7th March 2016
The information from this page was supplied to Enlighten by Caterham Group
Core materials refer to the central component of a sandwich construction. Usually a sandwich structure consists of two relatively thin, stiff and strong faces separated by a relatively thick lightweight core, for instance, honeycomb, balsa or foam cores. The purpose of sandwich structure is to achieve a stiff and simultaneously light component.
Depending on the purpose the materials can vary; however the most important characteristics for sandwich structures are:
• They are lightweight compared to metallics
• Have high stiffness
• Cost effective compared to other composite structures
When considering using core materials for specific applications, the production technology used for the sandwich structure is crucial, for example, wet-layup, prepreg, infusion, etc.
At Caterham Composites, we use core materials in numerous industries in order to use the advantages of stiffness and lightweight. For instance core materials have been used in our motorsport project to protect the driver (stiffness) and at the same time save weight in order to distribute the weight where it is most efficient.
As mentioned, the advantages of core materials are its stiffness and strength on the one side and its light weight on the other side; without increasing the weight dramatically, higher stiffness and strength can be achieved. Also, sandwich constructions function as a thermal insulation or thermal transfer, depending on the materials used. Moreover, the dampening of vibration and noise is another significant benefit provided by core materials. Last but not least, the filling of hollow spaces limits water ingression.
However, core materials can have some disadvantages as well depending on the material used for production. For instance, solid laminates offer better resistance to damage and damage tolerance than a core structure; however, they are significantly heavier.
Core materials are essential in numerous industry segments, for example within the marine, aerospace and motorsport markets. Sandwich structures are used for producing boat hulls, car hoods and other body part, aircraft panels, etc. As various markets became aware of the benefits of using core materials, the demand increases, a trend likely to continue.
Gordon Murray Design’s iStream based vehicles make use of composite sandwich panels
Resulting from the tremendous benefits of core materials and the possibility to vary materials according to product requirements, core materials are preferred because of its:
• Thermal insulation/ thermal transfer
• Dampening of vibration and noise
• Water ingress prevention (Resulting from filling the hollow spaces)
Honeycomb is a well known core used to build sandwich structure. The name originates from the structure of honeycombs built by bees to store honey. Honeycombs and flexcores are used in many applications, for example chassis of modern Formula One cars use honeycomb sandwich structures. The honeycomb, flexcores and nomex are sandwiched between two carbon skins with the purpose of creating a very stiff and strong structure that offers protection to the driver in case of a severe crash.
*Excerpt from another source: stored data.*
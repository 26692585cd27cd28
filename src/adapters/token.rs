use crate::adapters::http::{build_http_client, join_url};
use crate::config::toml_config::DEFAULT_TOKEN_PATH;
use crate::domain::ports::{ConfigProvider, TokenProvider};
use crate::utils::error::{AnalyzerError, Result};
use async_trait::async_trait;
use reqwest::{header, Client, StatusCode};
use serde::Deserialize;

#[derive(Debug, Deserialize)]
struct TokenResponse {
    token: Option<String>,
}

/// 透過後端 session 取得 GitHub token
pub struct BackendTokenResolver {
    client: Client,
    api_base: String,
    token_path: String,
    session_cookie: Option<String>,
}

impl BackendTokenResolver {
    pub fn new(client: Client, api_base: impl Into<String>) -> Self {
        Self {
            client,
            api_base: api_base.into(),
            token_path: DEFAULT_TOKEN_PATH.to_string(),
            session_cookie: None,
        }
    }

    pub fn with_session_cookie(mut self, cookie: impl Into<String>) -> Self {
        self.session_cookie = Some(cookie.into());
        self
    }

    pub fn with_token_path(mut self, path: impl Into<String>) -> Self {
        self.token_path = path.into();
        self
    }

    pub fn from_config<C: ConfigProvider + ?Sized>(config: &C) -> Result<Self> {
        let api_base = config
            .backend_api_base()
            .ok_or_else(|| AnalyzerError::MissingConfigError {
                field: "backend.api_base".to_string(),
            })?;

        let mut resolver = Self::new(build_http_client(config)?, api_base)
            .with_token_path(config.token_path());
        if let Some(cookie) = config.session_cookie() {
            resolver = resolver.with_session_cookie(cookie);
        }
        Ok(resolver)
    }
}

#[async_trait]
impl TokenProvider for BackendTokenResolver {
    async fn resolve_token(&self) -> Result<String> {
        let url = join_url(&self.api_base, &self.token_path);
        tracing::debug!("Requesting GitHub token from backend: {}", url);

        let mut request = self.client.get(&url);
        if let Some(cookie) = &self.session_cookie {
            request = request.header(header::COOKIE, cookie);
        }

        let response = request.send().await?;
        let status = response.status();
        tracing::debug!("Token endpoint response status: {}", status);

        if status == StatusCode::UNAUTHORIZED || status == StatusCode::FORBIDDEN {
            return Err(AnalyzerError::AuthenticationError {
                message: "session is not authenticated".to_string(),
            });
        }
        if !status.is_success() {
            return Err(AnalyzerError::AuthenticationError {
                message: format!("token endpoint returned HTTP {}", status.as_u16()),
            });
        }

        let body = response.text().await?;
        let parsed: TokenResponse = serde_json::from_str(&body)?;

        match parsed.token {
            Some(token) if !token.trim().is_empty() => Ok(token),
            _ => Err(AnalyzerError::AuthenticationError {
                message: "token endpoint returned an empty token".to_string(),
            }),
        }
    }
}

/// 直接使用預先提供的 token（例如 GITHUB_TOKEN）
#[derive(Debug, Clone)]
pub struct StaticTokenProvider {
    token: String,
}

impl StaticTokenProvider {
    pub fn new(token: impl Into<String>) -> Self {
        Self {
            token: token.into(),
        }
    }
}

#[async_trait]
impl TokenProvider for StaticTokenProvider {
    async fn resolve_token(&self) -> Result<String> {
        if self.token.trim().is_empty() {
            return Err(AnalyzerError::AuthenticationError {
                message: "configured GitHub token is empty".to_string(),
            });
        }
        Ok(self.token.clone())
    }
}

/// 依配置選擇 token 來源，有靜態 token 時優先使用
pub enum TokenSource {
    Static(StaticTokenProvider),
    Backend(BackendTokenResolver),
}

impl TokenSource {
    pub fn from_config<C: ConfigProvider + ?Sized>(config: &C) -> Result<Self> {
        match config.github_token() {
            Some(token) => {
                tracing::debug!("Using configured GitHub token");
                Ok(TokenSource::Static(StaticTokenProvider::new(token)))
            }
            None => Ok(TokenSource::Backend(BackendTokenResolver::from_config(config)?)),
        }
    }
}

#[async_trait]
impl TokenProvider for TokenSource {
    async fn resolve_token(&self) -> Result<String> {
        match self {
            TokenSource::Static(provider) => provider.resolve_token().await,
            TokenSource::Backend(resolver) => resolver.resolve_token().await,
        }
    }
}

#[cfg(test)]
mod tests {
    use super::*;
    use httpmock::prelude::*;

    #[tokio::test]
    async fn test_backend_token_is_returned_with_session_cookie() {
        let server = MockServer::start();
        let token_mock = server.mock(|when, then| {
            when.method(GET)
                .path("/api/github-token")
                .header("cookie", "SESSION=abc123");
            then.status(200)
                .header("Content-Type", "application/json")
                .json_body(serde_json::json!({"token": "gho_secret"}));
        });

        let resolver = BackendTokenResolver::new(Client::new(), server.base_url())
            .with_session_cookie("SESSION=abc123");

        let token = resolver.resolve_token().await.unwrap();

        token_mock.assert();
        assert_eq!(token, "gho_secret");
    }

    #[tokio::test]
    async fn test_unauthenticated_session_is_authentication_error() {
        let server = MockServer::start();
        let token_mock = server.mock(|when, then| {
            when.method(GET).path("/api/github-token");
            then.status(401);
        });

        let resolver = BackendTokenResolver::new(Client::new(), server.base_url());
        let result = resolver.resolve_token().await;

        token_mock.assert();
        assert!(matches!(
            result,
            Err(AnalyzerError::AuthenticationError { .. })
        ));
    }

    #[tokio::test]
    async fn test_empty_token_is_rejected() {
        let server = MockServer::start();
        server.mock(|when, then| {
            when.method(GET).path("/api/github-token");
            then.status(200).json_body(serde_json::json!({"token": ""}));
        });

        let resolver = BackendTokenResolver::new(Client::new(), server.base_url());
        assert!(matches!(
            resolver.resolve_token().await,
            Err(AnalyzerError::AuthenticationError { .. })
        ));
    }

    #[tokio::test]
    async fn test_static_token_provider() {
        assert_eq!(
            StaticTokenProvider::new("ghp_x").resolve_token().await.unwrap(),
            "ghp_x"
        );
        assert!(StaticTokenProvider::new("  ").resolve_token().await.is_err());
    }

    #[test]
    fn test_token_source_prefers_static_token() {
        let mut config = crate::config::toml_config::AnalyzerConfig::default();
        config.github.token = Some("ghp_static".to_string());
        config.backend.api_base = Some("http://localhost:8080".to_string());
        assert!(matches!(
            TokenSource::from_config(&config),
            Ok(TokenSource::Static(_))
        ));

        config.github.token = None;
        assert!(matches!(
            TokenSource::from_config(&config),
            Ok(TokenSource::Backend(_))
        ));

        config.backend.api_base = None;
        assert!(matches!(
            TokenSource::from_config(&config),
            Err(AnalyzerError::MissingConfigError { .. })
        ));
    }
}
The usage of honeycomb sandwich structures is advantageous. First and foremost the material itself is very light and a wide variety of materials can be used, for instance carbon, paper, aluminum, etc. Additionally, the core has a high strength to weight ratio and a very good compressive strength. The sheets of honeycomb can be available in different thicknesses and densities and can be deformed to follow the shape of the tool where the component will be laminated.
The major disadvantage of honeycomb cores is its price; the material is very expensive. Furthermore, corrosion can be another pitfall of honeycombs.
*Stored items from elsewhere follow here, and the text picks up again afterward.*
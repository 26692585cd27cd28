// Adapters layer: HTTP implementations of the domain ports (backend token endpoint, GitHub REST API).

pub mod github;
pub mod http;
pub mod token;

pub use github::GitHubClient;
pub use token::{BackendTokenResolver, StaticTokenProvider, TokenSource};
The aluminum honeycomb for instance is available in different aluminum grades with specific material properties and thus can be applied as required. However, the material used has a significant effect on the price. The possibility of adapting the grades to required output is a tremendous advantage in diverse markets. The trend of its usage in the Formula One is increasing as well as for the aerospace segment for aircraft components.
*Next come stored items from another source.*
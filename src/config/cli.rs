use crate::app::OutputFormat;
use crate::config::toml_config::AnalyzerConfig;
use crate::utils::error::Result;
use clap::{Parser, Subcommand};

#[derive(Debug, Clone, Parser)]
#[command(name = "gh-profile-analyzer")]
#[command(about = "Analyze the public repositories of a GitHub user")]
pub struct CliConfig {
    /// Path to TOML configuration file (defaults to environment variables)
    #[arg(short, long)]
    pub config: Option<String>,

    #[arg(short, long, global = true, help = "Enable verbose output")]
    pub verbose: bool,

    #[arg(long, global = true, help = "Emit logs as JSON")]
    pub json_logs: bool,

    #[arg(long, global = true, default_value = "text", help = "Output format: text or json")]
    pub format: OutputFormat,

    /// Backend base URL issuing GitHub tokens
    #[arg(long, global = true)]
    pub api_base: Option<String>,

    /// GitHub REST API base URL
    #[arg(long, global = true)]
    pub github_api: Option<String>,

    /// GitHub token; bypasses the backend token endpoint
    #[arg(long, global = true)]
    pub token: Option<String>,

    /// Maximum number of repository pages to fetch
    #[arg(long, global = true)]
    pub max_pages: Option<usize>,

    #[command(subcommand)]
    pub command: Command,
}

#[derive(Debug, Clone, Subcommand)]
pub enum Command {
    /// Analyze a GitHub user's repositories
    Analyze { username: String },
    /// Fetch details of a single repository by URL
    Repo { url: String },
}

impl CliConfig {
    /// 載入設定檔（或環境變數），再套用命令列覆蓋
    pub fn load_config(&self) -> Result<AnalyzerConfig> {
        let mut config = match &self.config {
            Some(path) => AnalyzerConfig::from_file(path)?,
            None => AnalyzerConfig::from_env(),
        };
        self.apply_overrides(&mut config);
        Ok(config)
    }

    pub fn apply_overrides(&self, config: &mut AnalyzerConfig) {
        if let Some(api_base) = &self.api_base {
            config.backend.api_base = Some(api_base.clone());
        }
        if let Some(github_api) = &self.github_api {
            config.github.api_base = github_api.clone();
        }
        if let Some(token) = &self.token {
            config.github.token = Some(token.clone());
        }
        if let Some(max_pages) = self.max_pages {
            config.github.max_pages = max_pages;
        }
        if self.json_logs {
            config.logging.json = true;
        }
    }
}

#[cfg(test)]
mod tests {
    use super::*;

    #[test]
    fn test_parse_analyze_command() {
        let cli = CliConfig::try_parse_from([
            "gh-profile-analyzer",
            "analyze",
            "octocat",
            "--format",
            "json",
            "--max-pages",
            "3",
        ])
        .unwrap();

        assert!(matches!(&cli.command, Command::Analyze { username } if username == "octocat"));
        assert_eq!(cli.format, OutputFormat::Json);

        let mut config = AnalyzerConfig::default();
        cli.apply_overrides(&mut config);
        assert_eq!(config.github.max_pages, 3);
    }

    #[test]
    fn test_overrides_replace_file_values() {
        let cli = CliConfig::try_parse_from([
            "gh-profile-analyzer",
            "--token",
            "ghp_cli",
            "--github-api",
            "http://127.0.0.1:9000",
            "repo",
            "https://github.com/octocat/hello",
        ])
        .unwrap();

        let mut config =
            AnalyzerConfig::from_toml_str("[github]\ntoken = \"ghp_file\"\n").unwrap();
        cli.apply_overrides(&mut config);

        assert_eq!(config.github.token.as_deref(), Some("ghp_cli"));
        assert_eq!(config.github.api_base, "http://127.0.0.1:9000");
        assert!(matches!(cli.command, Command::Repo { .. }));
    }

    #[test]
    fn test_unknown_format_is_rejected() {
        assert!(CliConfig::try_parse_from([
            "gh-profile-analyzer",
            "--format",
            "yaml",
            "analyze",
            "octocat",
        ])
        .is_err());
    }
}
As a result honeycomb is a preferred core material that is advantageous because of:
• High strength to weight ratio
• Good compressive strength
• Various materials (carbon, aluminum, paper, etc.)
The balsa core is one of the most widely used wood cores, especially with regard to the marine industry where it is commonly used for boat hulls and decks due to its behavioral properties. Balsa is a natural product and the balsa tree grows fairly quickly and thus, can supply the market on a constant level.
Balsa core has numerous advantages and is used in many cored composite applications as a result of its low costs. Furthermore, the material Balsa is a very strong yet light material.
The major disadvantage of balsa core is the possibility of water damage as balsa will rot when it becomes wet. Additionally the repair is expensive compared to a solid fiber glass materials, often used as an alternative to balsa core in the marine industry.
Balsa core is preferred based upon:
• Low density
• Good mechanical properties
• Can be processed with a lot of composite manufacturing techniques
• Natural product (supply is guaranteed in a short period of time)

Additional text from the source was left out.